Archive for the ‘Communities of influence’ Category

Language often makes things quite concrete, but I think at times it’s worth reflecting on the plasticity of language. It evolves over time, and as it evolves meanings change, subtly, but with quite large consequences.  Information is an everyday case in point. We all understand what it means, or do we? Relative to data, it’s more structured, more analysed, less raw (or more cooked?). Some experts argue that explicit knowledge is simply information, because it becomes detached from the richness of context and know-how about how it is usefully applied. Even though I was once a Latin scholar, I often neglect the underlying roots of the word. I was reminded of that the other day. It was one of those serendipitous light bulb moments because as words were spoken, I happened to be thinking about information as evidence. Some-one was talking about doing things in formation. Of course they meant in a regimented, structured way, like flying or marching in formation. Even though I know very well that the Latin verb ‘informare’ means to give form and shape to something, (maybe an idea, a conception of some sort or a disposition that shapes something else) I was still falling into the trap of viewing information as something more objective, permanent, solid and reliable than I should be. There is no suggestion that in forming something it becomes set in concrete, in the original meaning of informare. ‘In formation’ means under development, ie forming, tentative. The word conform comes from the same root, but has more permanent implications, perhaps because conform is about forming together with others and over time, the meaning gets agreed and so becomes more permanent. When more people together have considered the information, evaluated its relevance and utility in context, then perhaps there might be more reason to conform. Still, not a certainty for me though, as I rail against conformity much of the time!

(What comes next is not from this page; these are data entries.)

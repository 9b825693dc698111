//! Instruction/macro preprocessor.
//!
//! Rewrites `{key args}` spans using registered instruction handlers. Keys
//! are matched longest-first so `{TEMPO SLOW}` is never claimed by a
//! registered `TEMPO` prefix of a longer `TEMPO SLOW` key. Spans whose key
//! is not registered, or whose arguments do not fit the handler, pass
//! through unchanged.

use super::Preprocessor;
use crate::context::ParserContext;
use crate::error::StaccatoError;

/// One registered `{key args}` handler.
#[derive(Debug, Clone)]
pub enum Instruction {
    /// `{key n}` expands to the n-th alternative (0-based).
    Choice(Vec<String>),
    /// `{key on}` / `{key off}` expands to one of two texts.
    Switch { on: String, off: String },
    /// `{key any words}` expands to the last whitespace-separated token of
    /// the span.
    LastIs,
}

pub struct InstructionPreprocessor {
    /// Sorted by descending key length.
    instructions: Vec<(String, Instruction)>,
}

impl InstructionPreprocessor {
    pub fn new() -> Self {
        Self {
            instructions: Vec::new(),
        }
    }

    pub fn add(mut self, key: &str, instruction: Instruction) -> Self {
        self.instructions.push((key.to_uppercase(), instruction));
        self.instructions.sort_by(|a, b| b.0.len().cmp(&a.0.len()));
        self
    }

    /// Expand the content of one brace span, or return `None` to leave the
    /// span untouched.
    fn expand(&self, content: &str) -> Option<String> {
        let upper = content.to_uppercase();
        let (key, instruction) = self
            .instructions
            .iter()
            .find(|(key, _)| upper.starts_with(key.as_str()))?;
        let args = content[key.len()..].trim();

        match instruction {
            Instruction::Choice(choices) => {
                let index: usize = args.parse().ok()?;
                choices.get(index).cloned()
            }
            Instruction::Switch { on, off } => {
                if args.eq_ignore_ascii_case("on") {
                    Some(on.clone())
                } else if args.eq_ignore_ascii_case("off") {
                    Some(off.clone())
                } else {
                    None
                }
            }
            Instruction::LastIs => args.split_whitespace().last().map(|s| s.to_string()),
        }
    }
}

impl Default for InstructionPreprocessor {
    fn default() -> Self {
        Self::new()
    }
}

impl Preprocessor for InstructionPreprocessor {
    fn preprocess(
        &self,
        text: &str,
        _ctx: &mut ParserContext,
    ) -> Result<String, StaccatoError> {
        if self.instructions.is_empty() || !text.contains('{') {
            return Ok(text.to_string());
        }

        let chars: Vec<char> = text.chars().collect();
        let mut out = String::with_capacity(text.len());
        let mut i = 0;
        while i < chars.len() {
            if chars[i] == '{' {
                if let Some(close) = chars[i + 1..].iter().position(|&c| c == '}') {
                    let content: String = chars[i + 1..i + 1 + close].iter().collect();
                    match self.expand(&content) {
                        Some(replacement) => out.push_str(&replacement),
                        None => {
                            out.push('{');
                            out.push_str(&content);
                            out.push('}');
                        }
                    }
                    i += close + 2;
                    continue;
                }
            }
            out.push(chars[i]);
            i += 1;
        }
        Ok(out)
    }
}
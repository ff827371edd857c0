pub mod config;
pub mod fetch;
pub mod logging;
pub mod output;
pub mod thread;

pub use config::Config;
pub use fetch::{fetch_json, is_valid_thread_url, thread_json_url, FetchError};
pub use output::{generate_filename, save_output};
pub use thread::{subreddit_from_url, thread_input, thread_metadata, MetadataError, ThreadMetadata};
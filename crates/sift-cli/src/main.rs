use std::path::PathBuf;
use std::sync::Arc;

use anyhow::{bail, Context};
use clap::Parser;
use tokio_util::sync::CancellationToken;

use sift_cli::{
    config::Config, fetch_json, is_valid_thread_url, logging::init_logging, save_output, thread_input,
    thread_json_url,
};
use sift_context::{Encoding, LlmProvider, Logged, RateLimited, SummaryLoop, TokenMeter};
use sift_llm::RateLimiter;
use sift_types::Progress;

/// Summarize a Reddit comment thread with an LLM
#[derive(Debug, Parser)]
#[command(name = "sift", version, about)]
struct Args {
    /// Thread permalink, e.g. https://www.reddit.com/r/rust/comments/abc123/title/
    url: String,

    /// Extra config file layered over config/default.toml
    #[arg(long)]
    config: Option<PathBuf>,

    /// Model preset name or id
    #[arg(long)]
    model: Option<String>,

    /// Maximum number of summary rounds
    #[arg(long)]
    rounds: Option<usize>,

    /// Directory the report is written to
    #[arg(long)]
    output: Option<PathBuf>,
}

#[tokio::main]
async fn main() -> anyhow::Result<()> {
    // Load .env file
    dotenvy::dotenv().ok();

    let args = Args::parse();

    let mut config = Config::load(args.config.as_deref())
        .map_err(|e| anyhow::anyhow!("Failed to load configuration: {}", e))?;

    init_logging(&config.logging);

    if let Some(model) = &args.model {
        config
            .apply_preset(model)
            .map_err(|e| anyhow::anyhow!("Failed to select model: {}", e))?;
    }
    if let Some(rounds) = args.rounds {
        config.summary.max_number_of_summaries = rounds;
    }
    config.summary.validate()?;

    if !is_valid_thread_url(&args.url) {
        bail!("Not a valid thread URL: {}", args.url);
    }

    tracing::info!(
        model = %config.summary.selected_model,
        provider = %config.summary.model_type,
        "Starting sift"
    );

    let json_url = thread_json_url(&args.url);
    let document = fetch_json(&json_url, &config.fetch.user_agent, config.fetch.timeout()).await?;
    let input = thread_input(&document, &args.url)?;
    tracing::info!(title = %input.title, comments = input.fragments.len(), "Thread loaded");

    let provider_config = config
        .provider_config()
        .map_err(|e| anyhow::anyhow!("Failed to configure provider: {}", e))?;
    let llm = LlmProvider::from_config(provider_config)?;
    let limiter = Arc::new(RateLimiter::new(config.rate_limit.max_calls, config.rate_limit.window()));
    let provider = Logged::new(RateLimited::new(llm, limiter));

    let meter = TokenMeter::new(Encoding::for_provider(config.summary.model_type))?;

    let cancel = CancellationToken::new();
    let on_ctrl_c = cancel.clone();
    tokio::spawn(async move {
        if tokio::signal::ctrl_c().await.is_ok() {
            tracing::warn!("Interrupted, finishing after the current round");
            on_ctrl_c.cancel();
        }
    });

    let summary = SummaryLoop::new(provider, meter, Arc::new(config.summary.clone()))
        .with_cancellation(cancel)
        .with_progress(Arc::new(|p: &Progress| {
            tracing::info!(round = p.round, percent = p.percent, "Summary round complete");
        }));

    let record = summary.run(&input).await?;

    let dir = args.output.unwrap_or_else(|| PathBuf::from(&config.output.dir));
    let path = save_output(&dir, &record.title, &record.report)
        .with_context(|| format!("Failed to write report to {}", dir.display()))?;

    if let Some(summary) = record.final_summary() {
        println!("{}", summary);
    }
    println!("\nReport saved to {}", path.display());

    Ok(())
}
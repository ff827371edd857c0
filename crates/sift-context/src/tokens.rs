use std::fmt;
use std::sync::{Arc, OnceLock};

use sift_llm::ProviderType;
use tiktoken_rs::CoreBPE;

use crate::error::{ContextError, Result};

/// BPE encoding used to meter text
#[derive(Debug, Clone, Copy, PartialEq, Eq, Default)]
pub enum Encoding {
    /// GPT-2 / r50k_base
    #[default]
    R50k,
    Cl100k,
    O200k,
}

impl Encoding {
    /// Encoding used to meter prompts for a provider.
    /// Anthropic has no local tokenizer, so cl100k stands in for it.
    pub fn for_provider(provider: ProviderType) -> Self {
        match provider {
            ProviderType::Anthropic => Encoding::Cl100k,
            _ => Encoding::R50k,
        }
    }

    fn bpe(self) -> Result<&'static CoreBPE> {
        static R50K: OnceLock<CoreBPE> = OnceLock::new();
        static CL100K: OnceLock<CoreBPE> = OnceLock::new();
        static O200K: OnceLock<CoreBPE> = OnceLock::new();

        let cell = match self {
            Encoding::R50k => &R50K,
            Encoding::Cl100k => &CL100K,
            Encoding::O200k => &O200K,
        };
        if let Some(bpe) = cell.get() {
            return Ok(bpe);
        }

        let bpe = match self {
            Encoding::R50k => tiktoken_rs::r50k_base(),
            Encoding::Cl100k => tiktoken_rs::cl100k_base(),
            Encoding::O200k => tiktoken_rs::o200k_base(),
        }
        .map_err(|e| ContextError::Tokenizer(e.to_string()))?;

        Ok(cell.get_or_init(|| bpe))
    }
}

type CountFn = dyn Fn(&str) -> usize + Send + Sync;

/// Counts tokens in text
///
/// Cheap to clone; the underlying encoder is built once per process.
#[derive(Clone)]
pub struct TokenMeter {
    counter: Arc<CountFn>,
}

impl TokenMeter {
    pub fn new(encoding: Encoding) -> Result<Self> {
        let bpe = encoding.bpe()?;
        Ok(Self {
            counter: Arc::new(move |text: &str| bpe.encode_with_special_tokens(text).len()),
        })
    }

    /// Meter with a custom counting function
    pub fn with_counter<F>(counter: F) -> Self
    where
        F: Fn(&str) -> usize + Send + Sync + 'static,
    {
        Self {
            counter: Arc::new(counter),
        }
    }

    pub fn count(&self, text: &str) -> usize {
        (self.counter)(text)
    }

    pub fn fits(&self, text: &str, limit: usize) -> bool {
        self.count(text) <= limit
    }
}

impl fmt::Debug for TokenMeter {
    fn fmt(&self, f: &mut fmt::Formatter<'_>) -> fmt::Result {
        f.debug_struct("TokenMeter").finish_non_exhaustive()
    }
}

/// Rough word count for a token count, at 0.56 words per GPT-2 token.
/// Only used to pick a safe character length for slicing.
pub fn estimate_word_count(tokens: usize) -> usize {
    (tokens * 56).div_ceil(100)
}

/// Accept a computed output budget only when it is positive.
///
/// Budgets above `u32::MAX` are clamped to it; the summary loop never produces
/// one since it caps each round at `max_token_length`.
pub fn validate_positive(max_tokens: i64) -> Result<u32> {
    if max_tokens <= 0 {
        return Err(ContextError::InvalidBudget(max_tokens));
    }
    Ok(u32::try_from(max_tokens).unwrap_or(u32::MAX))
}

/// First `max_chars` characters of `text`
pub fn truncate_chars(text: &str, max_chars: usize) -> &str {
    match text.char_indices().nth(max_chars) {
        Some((idx, _)) => &text[..idx],
        None => text,
    }
}

/// Byte length of the longest char-aligned prefix of `text` accepted by `fits`.
///
/// `fits` must be monotonic: if a prefix fits, every shorter prefix fits.
/// Returns 0 when not even the empty prefix fits.
pub fn longest_fitting_prefix(text: &str, fits: impl Fn(&str) -> bool) -> usize {
    if fits(text) {
        return text.len();
    }

    let mut bounds: Vec<usize> = text.char_indices().map(|(i, _)| i).collect();
    bounds.push(text.len());

    // bounds[lo] always fits (or lo == 0), bounds[hi] never does
    let (mut lo, mut hi) = (0usize, bounds.len() - 1);
    while hi - lo > 1 {
        let mid = lo + (hi - lo) / 2;
        if fits(&text[..bounds[mid]]) {
            lo = mid;
        } else {
            hi = mid;
        }
    }
    bounds[lo]
}
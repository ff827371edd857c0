use sift_llm::{ChatOptions, ChatRequest, Message};

#[test]
fn test_chat_request_creation() {
    let messages = vec![Message::human("Hello")];
    let request = ChatRequest::new("gpt-4o", messages);

    assert_eq!(request.model, "gpt-4o");
    assert_eq!(request.messages.len(), 1);
    assert_eq!(request.options, ChatOptions::default());
}

#[test]
fn test_chat_request_with_options() {
    let messages = vec![Message::human("Hello")];
    let options = ChatOptions::new().temperature(0.7).max_tokens(100);

    let request = ChatRequest::new("gpt-4o", messages).with_options(options);

    assert_eq!(request.options.temperature, Some(0.7));
    assert_eq!(request.options.max_tokens, Some(100));
}

#[test]
fn test_chat_options_default() {
    let options = ChatOptions::default();

    assert_eq!(options.temperature, None);
    assert_eq!(options.max_tokens, None);
}

#[test]
fn test_chat_request_clone() {
    let request = ChatRequest::new("gpt-4o", vec![Message::system("sys"), Message::human("Hi")]);
    let cloned = request.clone();

    assert_eq!(request.model, cloned.model);
    assert_eq!(request.messages, cloned.messages);
}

How do we receive information?

Quite simply though, if we thought more about information as potential knowledge in formation, would we be so obsessed with capturing it, storing it, protecting it? For some information, yes, we still would. For example, where it has enduring personal value – my bank details, mother’s maiden name, birth date and address are a package of information, I would expect businesses to protect very carefully. The consequences of not doing so are obvious and expensive. But that’s because the formation of those particular items together has a very specific, repeatable use in many contexts related to my identity. But there are many, many situations, where the information we capture in reports has been formulated into an argument, but the argument is still formative. In other words it is subject to change, refinement, interpretation. As Alison Donaldson points out in the chapter on the social life of documents, in this book about communities of influence they are important as stimuli for conversation and dialogue, and to represent ones reasoning at a particular moment in time. Unfortunately once the words are on the paper, often we neglect that social life, and they become set in stone (a historical metaphor that probably explains a lot about why information is NOT seen as in formation).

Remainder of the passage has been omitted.